[Records contained in a dataset]
*** Block opens ***
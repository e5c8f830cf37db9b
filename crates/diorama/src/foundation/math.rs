//! Math utilities and types
//!
//! Provides fundamental math types for 3D graphics, re-exported from
//! nalgebra under short aliases, plus the projection/view matrix
//! constructors the camera needs.

pub use nalgebra::{
    Vector2, Vector3, Vector4,
    Matrix3, Matrix4,
    Quaternion,
    Unit,
};

/// 2D vector type
pub type Vec2 = Vector2<f32>;

/// 3D vector type
pub type Vec3 = Vector3<f32>;

/// 4D vector type
pub type Vec4 = Vector4<f32>;

/// 3x3 matrix type
pub type Mat3 = Matrix3<f32>;

/// 4x4 matrix type
pub type Mat4 = Matrix4<f32>;

/// 3D point type
pub type Point3 = nalgebra::Point3<f32>;

/// Quaternion type for rotations
pub type Quat = Unit<Quaternion<f32>>;

/// Math constants
pub mod constants {
    /// Pi constant
    pub const PI: f32 = std::f32::consts::PI;

    /// 2 * Pi
    pub const TAU: f32 = 2.0 * PI;

    /// Pi / 2
    pub const HALF_PI: f32 = PI * 0.5;

    /// Degrees to radians conversion factor
    pub const DEG_TO_RAD: f32 = PI / 180.0;

    /// Radians to degrees conversion factor
    pub const RAD_TO_DEG: f32 = 180.0 / PI;
}

/// Math utility functions
pub mod utils {
    use super::constants;

    /// Convert degrees to radians
    pub fn deg_to_rad(degrees: f32) -> f32 {
        degrees * constants::DEG_TO_RAD
    }

    /// Convert radians to degrees
    pub fn rad_to_deg(radians: f32) -> f32 {
        radians * constants::RAD_TO_DEG
    }

    /// Linear interpolation
    pub fn lerp(a: f32, b: f32, t: f32) -> f32 {
        a + (b - a) * t
    }
}

/// Extension trait for Mat4 with additional convenience methods
pub trait Mat4Ext {
    /// Create a rotation matrix around the X axis
    fn rotation_x(angle: f32) -> Mat4;

    /// Create a rotation matrix around the Y axis
    fn rotation_y(angle: f32) -> Mat4;

    /// Create a rotation matrix around the Z axis
    fn rotation_z(angle: f32) -> Mat4;

    /// Create a right-handed perspective projection matrix
    ///
    /// `fov_y` is the vertical field of view in radians. Depth maps to the
    /// [-1, 1] clip range.
    fn perspective(fov_y: f32, aspect: f32, near: f32, far: f32) -> Mat4;

    /// Create a right-handed orthographic projection matrix over the given
    /// view-volume extents
    fn orthographic(left: f32, right: f32, bottom: f32, top: f32, near: f32, far: f32) -> Mat4;

    /// Create a right-handed look-at view matrix
    fn look_at(eye: Vec3, target: Vec3, up: Vec3) -> Mat4;
}

impl Mat4Ext for Mat4 {
    fn rotation_x(angle: f32) -> Mat4 {
        Mat4::from_axis_angle(&Vec3::x_axis(), angle)
    }

    fn rotation_y(angle: f32) -> Mat4 {
        Mat4::from_axis_angle(&Vec3::y_axis(), angle)
    }

    fn rotation_z(angle: f32) -> Mat4 {
        Mat4::from_axis_angle(&Vec3::z_axis(), angle)
    }

    fn perspective(fov_y: f32, aspect: f32, near: f32, far: f32) -> Mat4 {
        let tan_half_fovy = (fov_y * 0.5).tan();

        let mut result = Mat4::zeros();
        result[(0, 0)] = 1.0 / (aspect * tan_half_fovy);
        result[(1, 1)] = 1.0 / tan_half_fovy;
        result[(2, 2)] = (far + near) / (near - far);
        result[(2, 3)] = (2.0 * far * near) / (near - far);
        result[(3, 2)] = -1.0;

        result
    }

    fn orthographic(left: f32, right: f32, bottom: f32, top: f32, near: f32, far: f32) -> Mat4 {
        let mut result = Mat4::identity();
        result[(0, 0)] = 2.0 / (right - left);
        result[(1, 1)] = 2.0 / (top - bottom);
        result[(2, 2)] = -2.0 / (far - near);
        result[(0, 3)] = -(right + left) / (right - left);
        result[(1, 3)] = -(top + bottom) / (top - bottom);
        result[(2, 3)] = -(far + near) / (far - near);

        result
    }

    fn look_at(eye: Vec3, target: Vec3, up: Vec3) -> Mat4 {
        let forward = (target - eye).normalize();
        let right = forward.cross(&up).normalize();
        let camera_up = right.cross(&forward);

        let translation = Mat4::new(
            1.0, 0.0, 0.0, -eye.x,
            0.0, 1.0, 0.0, -eye.y,
            0.0, 0.0, 1.0, -eye.z,
            0.0, 0.0, 0.0, 1.0,
        );

        let rotation = Mat4::new(
            right.x, right.y, right.z, 0.0,
            camera_up.x, camera_up.y, camera_up.z, 0.0,
            -forward.x, -forward.y, -forward.z, 0.0,
            0.0, 0.0, 0.0, 1.0,
        );

        rotation * translation
    }
}

#[cfg(test)]
mod tests {
    use super::*;
    use approx::assert_relative_eq;

    const EPSILON: f32 = 1e-6;

    #[test]
    fn test_deg_rad_round_trip() {
        assert_relative_eq!(utils::deg_to_rad(180.0), constants::PI, epsilon = EPSILON);
        assert_relative_eq!(utils::rad_to_deg(constants::HALF_PI), 90.0, epsilon = EPSILON);
    }

    #[test]
    fn test_look_at_moves_eye_to_origin() {
        let eye = Vec3::new(3.0, 2.0, 5.0);
        let view = Mat4::look_at(eye, Vec3::zeros(), Vec3::y());
        let transformed = view.transform_point(&Point3::new(eye.x, eye.y, eye.z));
        assert_relative_eq!(transformed.x, 0.0, epsilon = EPSILON);
        assert_relative_eq!(transformed.y, 0.0, epsilon = EPSILON);
        assert_relative_eq!(transformed.z, 0.0, epsilon = EPSILON);
    }

    #[test]
    fn test_look_at_faces_negative_z() {
        // A point straight ahead of the camera lands on the view-space -Z axis.
        let view = Mat4::look_at(Vec3::zeros(), Vec3::new(0.0, 0.0, -10.0), Vec3::y());
        let ahead = view.transform_point(&Point3::new(0.0, 0.0, -4.0));
        assert_relative_eq!(ahead.z, -4.0, epsilon = EPSILON);
        assert_relative_eq!(ahead.x, 0.0, epsilon = EPSILON);
    }

    #[test]
    fn test_perspective_depth_range() {
        let proj = Mat4::perspective(utils::deg_to_rad(60.0), 1.0, 0.1, 100.0);

        let near_point = proj.transform_point(&Point3::new(0.0, 0.0, -0.1));
        let far_point = proj.transform_point(&Point3::new(0.0, 0.0, -100.0));
        assert_relative_eq!(near_point.z, -1.0, epsilon = 1e-4);
        assert_relative_eq!(far_point.z, 1.0, epsilon = 1e-4);
    }

    #[test]
    fn test_orthographic_maps_extents_to_unit_cube() {
        let proj = Mat4::orthographic(-2.0, 2.0, -1.0, 1.0, 0.0, 10.0);

        let corner = proj.transform_point(&Point3::new(2.0, 1.0, -10.0));
        assert_relative_eq!(corner.x, 1.0, epsilon = EPSILON);
        assert_relative_eq!(corner.y, 1.0, epsilon = EPSILON);
        assert_relative_eq!(corner.z, 1.0, epsilon = EPSILON);
    }

    #[test]
    fn test_rotation_y_turns_x_toward_negative_z() {
        let rot = Mat4::rotation_y(constants::HALF_PI);
        let v = rot.transform_vector(&Vec3::x());
        assert_relative_eq!(v.x, 0.0, epsilon = EPSILON);
        assert_relative_eq!(v.z, -1.0, epsilon = EPSILON);
    }
}
//! OBJ file import
//!
//! Hand-rolled parser covering the subset scene files use: positions,
//! normals, texture coordinates, polygonal faces (fan triangulated),
//! `usemtl` sub-mesh splits, and diffuse texture paths skimmed from any
//! referenced MTL library.

use crate::assets::{AssetError, MeshImporter};
use crate::render::mesh::{Mesh, SubMesh, Vertex};
use std::collections::HashMap;
use std::fs;
use std::path::{Path, PathBuf};

/// OBJ-backed implementation of [`MeshImporter`]
///
/// Relative import paths resolve against the importer's asset root; the
/// path as given becomes the mesh's source path in persisted documents.
pub struct ObjImporter {
    root: PathBuf,
}

impl ObjImporter {
    /// Create an importer resolving relative paths against `root`
    pub fn new<P: Into<PathBuf>>(root: P) -> Self {
        Self { root: root.into() }
    }

    /// The asset root this importer resolves against
    pub fn root(&self) -> &Path {
        &self.root
    }

    fn resolve(&self, path: &Path) -> PathBuf {
        super::resolve_path(&self.root, path)
    }
}

impl MeshImporter for ObjImporter {
    fn import(&self, path: &Path) -> Result<Mesh, AssetError> {
        let full = self.resolve(path);
        log::debug!("importing OBJ mesh from {}", full.display());

        let source = fs::read_to_string(&full).map_err(|e| AssetError::Read {
            path: full.clone(),
            source: e,
        })?;
        let submeshes = parse_obj(&source, full.parent())?;

        log::info!(
            "imported {} ({} sub-meshes, {} triangles)",
            path.display(),
            submeshes.len(),
            submeshes.iter().map(|s| s.indices.len() / 3).sum::<usize>()
        );
        Ok(Mesh::from_submeshes(submeshes, Some(path.to_path_buf())))
    }
}

/// Parse OBJ text into sub-meshes
///
/// `base_dir` anchors `mtllib` lookups; with `None`, material libraries are
/// skipped. A missing or unreadable library is logged and skipped rather
/// than failing the import, since geometry is still usable without its
/// textures.
pub fn parse_obj(source: &str, base_dir: Option<&Path>) -> Result<Vec<SubMesh>, AssetError> {
    let mut positions: Vec<[f32; 3]> = Vec::new();
    let mut normals: Vec<[f32; 3]> = Vec::new();
    let mut tex_coords: Vec<[f32; 2]> = Vec::new();
    let mut material_textures: HashMap<String, PathBuf> = HashMap::new();

    let mut submeshes = Vec::new();
    let mut current = SubMeshBuilder::new(None);

    for line in source.lines() {
        let line = line.trim();
        if line.is_empty() || line.starts_with('#') {
            continue;
        }

        let parts: Vec<&str> = line.split_whitespace().collect();
        match parts[0] {
            "v" => positions.push(parse_triple(&parts)?),
            "vn" => normals.push(parse_triple(&parts)?),
            "vt" => tex_coords.push(parse_pair(&parts)?),
            "mtllib" => {
                if let Some(dir) = base_dir {
                    for name in &parts[1..] {
                        let mtl_path = dir.join(name);
                        match fs::read_to_string(&mtl_path) {
                            Ok(text) => material_textures.extend(parse_mtl(&text)),
                            Err(e) => log::warn!(
                                "skipping material library {}: {}",
                                mtl_path.display(),
                                e
                            ),
                        }
                    }
                }
            }
            "usemtl" => {
                let texture = parts
                    .get(1)
                    .and_then(|name| material_textures.get(*name).cloned());
                let finished = std::mem::replace(&mut current, SubMeshBuilder::new(texture));
                if let Some(done) = finished.finish() {
                    submeshes.push(done);
                }
            }
            "f" => current.push_face(&parts[1..], &positions, &normals, &tex_coords)?,
            _ => {}
        }
    }

    if let Some(done) = current.finish() {
        submeshes.push(done);
    }
    if submeshes.is_empty() {
        return Err(AssetError::NoGeometry);
    }
    Ok(submeshes)
}

struct SubMeshBuilder {
    texture: Option<PathBuf>,
    vertices: Vec<Vertex>,
    indices: Vec<u32>,
    corner_cache: HashMap<(usize, Option<usize>, Option<usize>), u32>,
}

impl SubMeshBuilder {
    fn new(texture: Option<PathBuf>) -> Self {
        Self {
            texture,
            vertices: Vec::new(),
            indices: Vec::new(),
            corner_cache: HashMap::new(),
        }
    }

    fn push_face(
        &mut self,
        corners: &[&str],
        positions: &[[f32; 3]],
        normals: &[[f32; 3]],
        tex_coords: &[[f32; 2]],
    ) -> Result<(), AssetError> {
        if corners.len() < 3 {
            return Err(AssetError::ObjParse(format!(
                "face with only {} corners",
                corners.len()
            )));
        }

        let mut face = Vec::with_capacity(corners.len());
        for corner in corners {
            face.push(self.corner_index(corner, positions, normals, tex_coords)?);
        }

        // Fan triangulation; OBJ faces may be arbitrary convex polygons.
        for i in 1..face.len() - 1 {
            self.indices
                .extend_from_slice(&[face[0], face[i], face[i + 1]]);
        }
        Ok(())
    }

    fn corner_index(
        &mut self,
        corner: &str,
        positions: &[[f32; 3]],
        normals: &[[f32; 3]],
        tex_coords: &[[f32; 2]],
    ) -> Result<u32, AssetError> {
        let mut fields = corner.split('/');

        let pos_field = fields
            .next()
            .filter(|s| !s.is_empty())
            .ok_or_else(|| AssetError::ObjParse(format!("face corner '{corner}' has no position")))?;
        let pos = parse_obj_index(pos_field, positions.len())?;
        let tex = match fields.next().filter(|s| !s.is_empty()) {
            Some(s) => Some(parse_obj_index(s, tex_coords.len())?),
            None => None,
        };
        let norm = match fields.next().filter(|s| !s.is_empty()) {
            Some(s) => Some(parse_obj_index(s, normals.len())?),
            None => None,
        };

        let key = (pos, tex, norm);
        if let Some(&index) = self.corner_cache.get(&key) {
            return Ok(index);
        }

        let position = *positions
            .get(pos)
            .ok_or_else(|| AssetError::ObjParse(format!("position index {} out of range", pos + 1)))?;
        let tex_coord = match tex {
            Some(t) => *tex_coords.get(t).ok_or_else(|| {
                AssetError::ObjParse(format!("texture coordinate index {} out of range", t + 1))
            })?,
            None => [0.0, 0.0],
        };
        let normal = match norm {
            Some(n) => *normals.get(n).ok_or_else(|| {
                AssetError::ObjParse(format!("normal index {} out of range", n + 1))
            })?,
            None => [0.0, 1.0, 0.0],
        };

        let index = self.vertices.len() as u32;
        self.vertices.push(Vertex {
            position,
            normal,
            tex_coord,
        });
        self.corner_cache.insert(key, index);
        Ok(index)
    }

    fn finish(self) -> Option<SubMesh> {
        if self.indices.is_empty() {
            return None;
        }
        Some(SubMesh {
            vertices: self.vertices,
            indices: self.indices,
            texture: self.texture,
        })
    }
}

/// Resolve a 1-based (or negative, end-relative) OBJ index to 0-based
fn parse_obj_index(text: &str, len: usize) -> Result<usize, AssetError> {
    let value: isize = text
        .parse()
        .map_err(|_| AssetError::ObjParse(format!("bad index '{text}'")))?;
    if value > 0 {
        Ok(value as usize - 1)
    } else if value < 0 {
        len.checked_sub(value.unsigned_abs())
            .ok_or_else(|| AssetError::ObjParse(format!("negative index {value} out of range")))
    } else {
        Err(AssetError::ObjParse("index 0 is not valid in OBJ".to_string()))
    }
}

fn parse_triple(parts: &[&str]) -> Result<[f32; 3], AssetError> {
    if parts.len() < 4 {
        return Err(AssetError::ObjParse(format!(
            "'{}' needs three values",
            parts[0]
        )));
    }
    Ok([
        parse_float(parts[1])?,
        parse_float(parts[2])?,
        parse_float(parts[3])?,
    ])
}

fn parse_pair(parts: &[&str]) -> Result<[f32; 2], AssetError> {
    if parts.len() < 3 {
        return Err(AssetError::ObjParse(format!(
            "'{}' needs two values",
            parts[0]
        )));
    }
    Ok([parse_float(parts[1])?, parse_float(parts[2])?])
}

fn parse_float(text: &str) -> Result<f32, AssetError> {
    text.parse()
        .map_err(|_| AssetError::ObjParse(format!("bad number '{text}'")))
}

fn parse_mtl(source: &str) -> HashMap<String, PathBuf> {
    let mut textures = HashMap::new();
    let mut current: Option<String> = None;

    for line in source.lines() {
        let line = line.trim();
        if line.is_empty() || line.starts_with('#') {
            continue;
        }
        let parts: Vec<&str> = line.split_whitespace().collect();
        match parts[0] {
            "newmtl" => current = parts.get(1).map(|s| (*s).to_string()),
            "map_Kd" => {
                if let (Some(name), Some(path)) = (current.as_ref(), parts.get(1)) {
                    textures.insert(name.clone(), PathBuf::from(path));
                }
            }
            _ => {}
        }
    }
    textures
}
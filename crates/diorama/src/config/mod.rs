//! Configuration system
//!
//! Settings files in RON or TOML, picked by file extension. Any
//! serde-backed, default-constructible type can opt in through the
//! [`Config`] trait; [`EngineConfig`] is the shape the demo apps load.

use serde::{Deserialize, Serialize};
use std::path::{Path, PathBuf};

/// Configuration trait
pub trait Config: Serialize + for<'de> Deserialize<'de> + Default {
    /// Load configuration from a RON or TOML file
    fn load_from_file(path: &Path) -> Result<Self, ConfigError> {
        let contents = std::fs::read_to_string(path).map_err(ConfigError::Io)?;
        match extension(path) {
            Some("toml") => {
                toml::from_str(&contents).map_err(|e| ConfigError::Parse(e.to_string()))
            }
            Some("ron") => ron::from_str(&contents).map_err(|e| ConfigError::Parse(e.to_string())),
            _ => Err(ConfigError::UnsupportedFormat(path.display().to_string())),
        }
    }

    /// Save configuration to a RON or TOML file
    fn save_to_file(&self, path: &Path) -> Result<(), ConfigError> {
        let contents = match extension(path) {
            Some("toml") => {
                toml::to_string_pretty(self).map_err(|e| ConfigError::Serialize(e.to_string()))?
            }
            Some("ron") => ron::ser::to_string_pretty(self, ron::ser::PrettyConfig::default())
                .map_err(|e| ConfigError::Serialize(e.to_string()))?,
            _ => return Err(ConfigError::UnsupportedFormat(path.display().to_string())),
        };
        std::fs::write(path, contents).map_err(ConfigError::Io)
    }
}

fn extension(path: &Path) -> Option<&str> {
    path.extension().and_then(|e| e.to_str())
}

/// Configuration errors
#[derive(thiserror::Error, Debug)]
pub enum ConfigError {
    /// IO error
    #[error("IO error: {0}")]
    Io(#[from] std::io::Error),

    /// Parse error
    #[error("Parse error: {0}")]
    Parse(String),

    /// Serialization error
    #[error("Serialization error: {0}")]
    Serialize(String),

    /// Unsupported format
    #[error("Unsupported format: {0}")]
    UnsupportedFormat(String),
}

/// Top-level engine settings
#[derive(Debug, Clone, PartialEq, Default, Serialize, Deserialize)]
#[serde(default)]
pub struct EngineConfig {
    /// Window settings
    pub window: WindowConfig,
    /// Asset lookup settings
    pub assets: AssetConfig,
    /// Scene startup settings
    pub scene: SceneConfig,
}

impl Config for EngineConfig {}

/// Window settings
#[derive(Debug, Clone, PartialEq, Serialize, Deserialize)]
#[serde(default)]
pub struct WindowConfig {
    /// Title bar text
    pub title: String,
    /// Width in pixels
    pub width: u32,
    /// Height in pixels
    pub height: u32,
}

impl WindowConfig {
    /// Width over height, for camera projections
    pub fn aspect_ratio(&self) -> f32 {
        self.width as f32 / self.height.max(1) as f32
    }
}

impl Default for WindowConfig {
    fn default() -> Self {
        Self {
            title: "diorama".to_owned(),
            width: 1280,
            height: 720,
        }
    }
}

/// Asset lookup settings
#[derive(Debug, Clone, PartialEq, Serialize, Deserialize)]
#[serde(default)]
pub struct AssetConfig {
    /// Directory that relative asset paths resolve against
    pub root: PathBuf,
}

impl Default for AssetConfig {
    fn default() -> Self {
        Self {
            root: PathBuf::from("assets"),
        }
    }
}

/// Scene startup settings
#[derive(Debug, Clone, PartialEq, Default, Serialize, Deserialize)]
#[serde(default)]
pub struct SceneConfig {
    /// Scene document to load at startup; empty scene when absent
    pub path: Option<PathBuf>,
    /// Stop after this many frames; run until closed when absent
    pub frame_cap: Option<u64>,
}
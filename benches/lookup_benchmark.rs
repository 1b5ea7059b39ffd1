//! Benchmarks for trie lookups, artifact loading, and the batch pipeline.
//!
//! Run with: cargo bench
//!
//! This benchmark suite measures:
//! - Single-address lookup throughput (parsed and pre-parsed)
//! - Build and decode time for realistic range counts
//! - Pipeline throughput across worker counts

use criterion::{black_box, criterion_group, criterion_main, BenchmarkId, Criterion, Throughput};
use ip2cloud::{format_ipv4, LookupPipeline, PipelineConfig, Trie};
use std::collections::BTreeMap;

/// Xorshift sequence so every run sees the same data.
fn xorshift(seed: u32) -> impl Iterator<Item = u32> {
    let mut x = seed.max(1);
    std::iter::repeat_with(move || {
        x ^= x << 13;
        x ^= x >> 17;
        x ^= x << 5;
        x
    })
}

/// Generate `providers` owners with `ranges_per_provider` CIDRs of mixed length.
fn generate_data(providers: usize, ranges_per_provider: usize) -> BTreeMap<String, Vec<String>> {
    let mut rng = xorshift(0x9E37_79B9);
    let mut data = BTreeMap::new();
    for p in 0..providers {
        let cidrs = (0..ranges_per_provider)
            .map(|i| {
                let prefix = [12u32, 16, 20, 22, 24, 28, 32][i % 7];
                let network = rng.next().unwrap_or(0) & (u32::MAX << (32 - prefix));
                format!("{}/{}", format_ipv4(network), prefix)
            })
            .collect();
        data.insert(format!("provider{}", p), cidrs);
    }
    data
}

fn generate_queries(count: usize) -> Vec<String> {
    xorshift(0xC0FF_EE11).take(count).map(format_ipv4).collect()
}

/// Benchmark single lookups including address parsing.
fn bench_lookup(c: &mut Criterion) {
    let trie = Trie::build(&generate_data(20, 5_000));
    let queries = generate_queries(10_000);
    let raw: Vec<u32> = xorshift(0xC0FF_EE11).take(10_000).collect();

    let mut group = c.benchmark_group("lookup");
    group.throughput(Throughput::Elements(queries.len() as u64));

    group.bench_function("parse_and_lookup", |b| {
        b.iter(|| {
            for query in &queries {
                black_box(trie.lookup(query));
            }
        })
    });

    group.bench_function("lookup_u32", |b| {
        b.iter(|| {
            for ip in &raw {
                black_box(trie.lookup_u32(*ip));
            }
        })
    });

    group.finish();
}

/// Benchmark build and decode at several sizes.
fn bench_build_and_decode(c: &mut Criterion) {
    let mut group = c.benchmark_group("artifact");
    group.sample_size(20);

    for ranges in [1_000, 10_000, 50_000].iter() {
        let data = generate_data(10, ranges / 10);
        let bytes = Trie::build(&data).encode();

        group.bench_with_input(BenchmarkId::new("build", ranges), ranges, |b, _| {
            b.iter(|| black_box(Trie::build(&data)))
        });
        group.bench_with_input(BenchmarkId::new("decode", ranges), ranges, |b, _| {
            b.iter(|| black_box(Trie::decode(&bytes).unwrap()))
        });
    }

    group.finish();
}

/// Benchmark the batch pipeline across worker counts.
fn bench_pipeline(c: &mut Criterion) {
    let trie = Trie::build(&generate_data(20, 5_000));
    let queries = generate_queries(100_000);

    let mut group = c.benchmark_group("pipeline");
    group.throughput(Throughput::Elements(queries.len() as u64));
    group.sample_size(20);

    for workers in [1, 4, 16].iter() {
        let config = PipelineConfig::with_workers(*workers);
        let pipeline = LookupPipeline::with_config(&trie, config);
        group.bench_with_input(BenchmarkId::new("workers", workers), workers, |b, _| {
            b.iter(|| {
                let batches: Vec<Vec<String>> =
                    queries.chunks(4096).map(|c| c.to_vec()).collect();
                let mut matched = 0usize;
                pipeline.run(batches, |batch| matched += batch.len());
                black_box(matched)
            })
        });
    }

    group.finish();
}

criterion_group!(benches, bench_lookup, bench_build_and_decode, bench_pipeline);
criterion_main!(benches);
//! Trie artifact writer.

use std::fs;
use std::io::Write;
use std::path::Path;

use super::format::*;
use crate::trie::Trie;
use crate::Result;

impl Trie {
    /// Encode the trie into its binary artifact form.
    ///
    /// The output is exactly `16 + Σ(2 + name_len) + 12 * node_count` bytes.
    pub fn encode(&self) -> Vec<u8> {
        let owners = self.owners.iter().map(String::as_str);
        let mut buffer = Vec::with_capacity(encoded_len(owners, self.nodes.len()));

        // Build guarantees both counts fit, so these conversions never truncate.
        let header = TrieHeader::new(self.nodes.len() as u32, self.owners.len() as u16);
        buffer.extend_from_slice(&header.to_bytes());

        for name in &self.owners {
            buffer.extend_from_slice(&(name.len() as u16).to_le_bytes());
            buffer.extend_from_slice(name.as_bytes());
        }

        for node in &self.nodes {
            let record = NodeRecord {
                child0: node.children[0].map_or(0, |c| c.get()),
                child1: node.children[1].map_or(0, |c| c.get()),
                owner: node.owner,
                _padding: [0; 2],
            };
            buffer.extend_from_slice(&record.to_bytes());
        }

        buffer
    }

    /// Write the encoded artifact to `writer`.
    pub fn write_to<W: Write>(&self, mut writer: W) -> Result<()> {
        writer.write_all(&self.encode())?;
        writer.flush()?;
        Ok(())
    }

    /// Save the encoded artifact to `path`.
    ///
    /// Writes to a sibling temporary file first and renames it into place,
    /// so readers never observe a partially written artifact.
    pub fn save(&self, path: &Path) -> Result<()> {
        let mut temp_name = path.as_os_str().to_owned();
        temp_name.push(".tmp");
        let temp_path = Path::new(&temp_name);

        let mut file = fs::File::create(temp_path)?;
        file.write_all(&self.encode())?;
        file.sync_all()?;
        drop(file);

        fs::rename(temp_path, path)?;
        Ok(())
    }
}
//! Trie artifact reader with memory-mapping support.

use ahash::AHashMap;
use memmap2::Mmap;
use std::fs::File;
use std::num::NonZeroU32;
use std::path::Path;

use super::format::*;
use crate::error::Section;
use crate::trie::{Node, Trie};
use crate::{Error, Result};

impl Trie {
    /// Decode a trie from an artifact produced by [`Trie::encode`].
    ///
    /// Every child and owner reference is bounds-checked, so a decoded trie
    /// can be queried without risk of panicking on corrupt input.
    pub fn decode(data: &[u8]) -> Result<Self> {
        let header = TrieHeader::parse(data)?;
        let mut pos = HEADER_SIZE;

        let owner_count = usize::from(header.owner_count);
        if owner_count == 0 {
            return Err(Error::EmptyOwnerTable);
        }

        let mut owners = Vec::with_capacity(owner_count);
        let mut owner_index = AHashMap::with_capacity(owner_count);
        for i in 0..header.owner_count {
            let len_bytes = data
                .get(pos..pos + NAME_LEN_SIZE)
                .ok_or(Error::Truncated(Section::OwnerNameLength))?;
            let name_len = usize::from(read_u16(len_bytes, 0));
            pos += NAME_LEN_SIZE;

            let name_bytes = data
                .get(pos..pos + name_len)
                .ok_or(Error::Truncated(Section::OwnerName))?;
            let name = std::str::from_utf8(name_bytes)
                .map_err(|_| Error::InvalidOwnerName(i))?
                .to_string();
            pos += name_len;

            if !name.is_empty() {
                owner_index.insert(name.clone(), i);
            }
            owners.push(name);
        }

        let node_count = header.node_count as usize;
        if node_count == 0 {
            return Err(Error::MissingRoot);
        }
        let node_bytes = node_count
            .checked_mul(NODE_RECORD_SIZE)
            .and_then(|len| data.get(pos..pos.checked_add(len)?))
            .ok_or(Error::Truncated(Section::NodeArray))?;

        let mut nodes = Vec::with_capacity(node_count);
        for (i, chunk) in node_bytes.chunks_exact(NODE_RECORD_SIZE).enumerate() {
            let mut raw = [0u8; NODE_RECORD_SIZE];
            raw.copy_from_slice(chunk);
            let record = NodeRecord::from_bytes(&raw);
            let node_id = i as u32;

            for child in [record.child0, record.child1] {
                if child as usize >= node_count {
                    return Err(Error::DanglingChild {
                        node: node_id,
                        child,
                    });
                }
            }
            if usize::from(record.owner) >= owner_count {
                return Err(Error::UnknownOwner {
                    node: node_id,
                    owner: record.owner,
                });
            }

            nodes.push(Node {
                children: [NonZeroU32::new(record.child0), NonZeroU32::new(record.child1)],
                owner: record.owner,
            });
        }

        Ok(Self {
            nodes,
            owners,
            owner_index,
            warnings: Vec::new(),
        })
    }

    /// Open an artifact file and decode it.
    ///
    /// The file is memory-mapped for the duration of the decode.
    pub fn open(path: &Path) -> Result<Self> {
        let file = File::open(path)?;
        // The mapping is only read while decoding and dropped before return.
        let mmap = unsafe { Mmap::map(&file)? };
        Self::decode(&mmap)
    }
}

#[cfg(test)]
mod tests {
    use super::*;

    #[test]
    fn test_open_missing_file() {
        let result = Trie::open(Path::new("/nonexistent/ip2cloud.bin"));
        assert!(matches!(result, Err(Error::Io(_))));
    }

    #[test]
    fn test_decode_rejects_empty_buffer() {
        assert!(matches!(
            Trie::decode(&[]),
            Err(Error::Truncated(Section::Header))
        ));
    }
}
*** Block closes ***
# TASK DESCRIPTION
Task for the records above: copy every line in which the word "Section" occurs.

# OUTPUT FOR THIS EXERCISE
use crate::error::Section;
                .ok_or(Error::Truncated(Section::OwnerNameLength))?;
                .ok_or(Error::Truncated(Section::OwnerName))?;
            .ok_or(Error::Truncated(Section::NodeArray))?;
            Err(Error::Truncated(Section::Header))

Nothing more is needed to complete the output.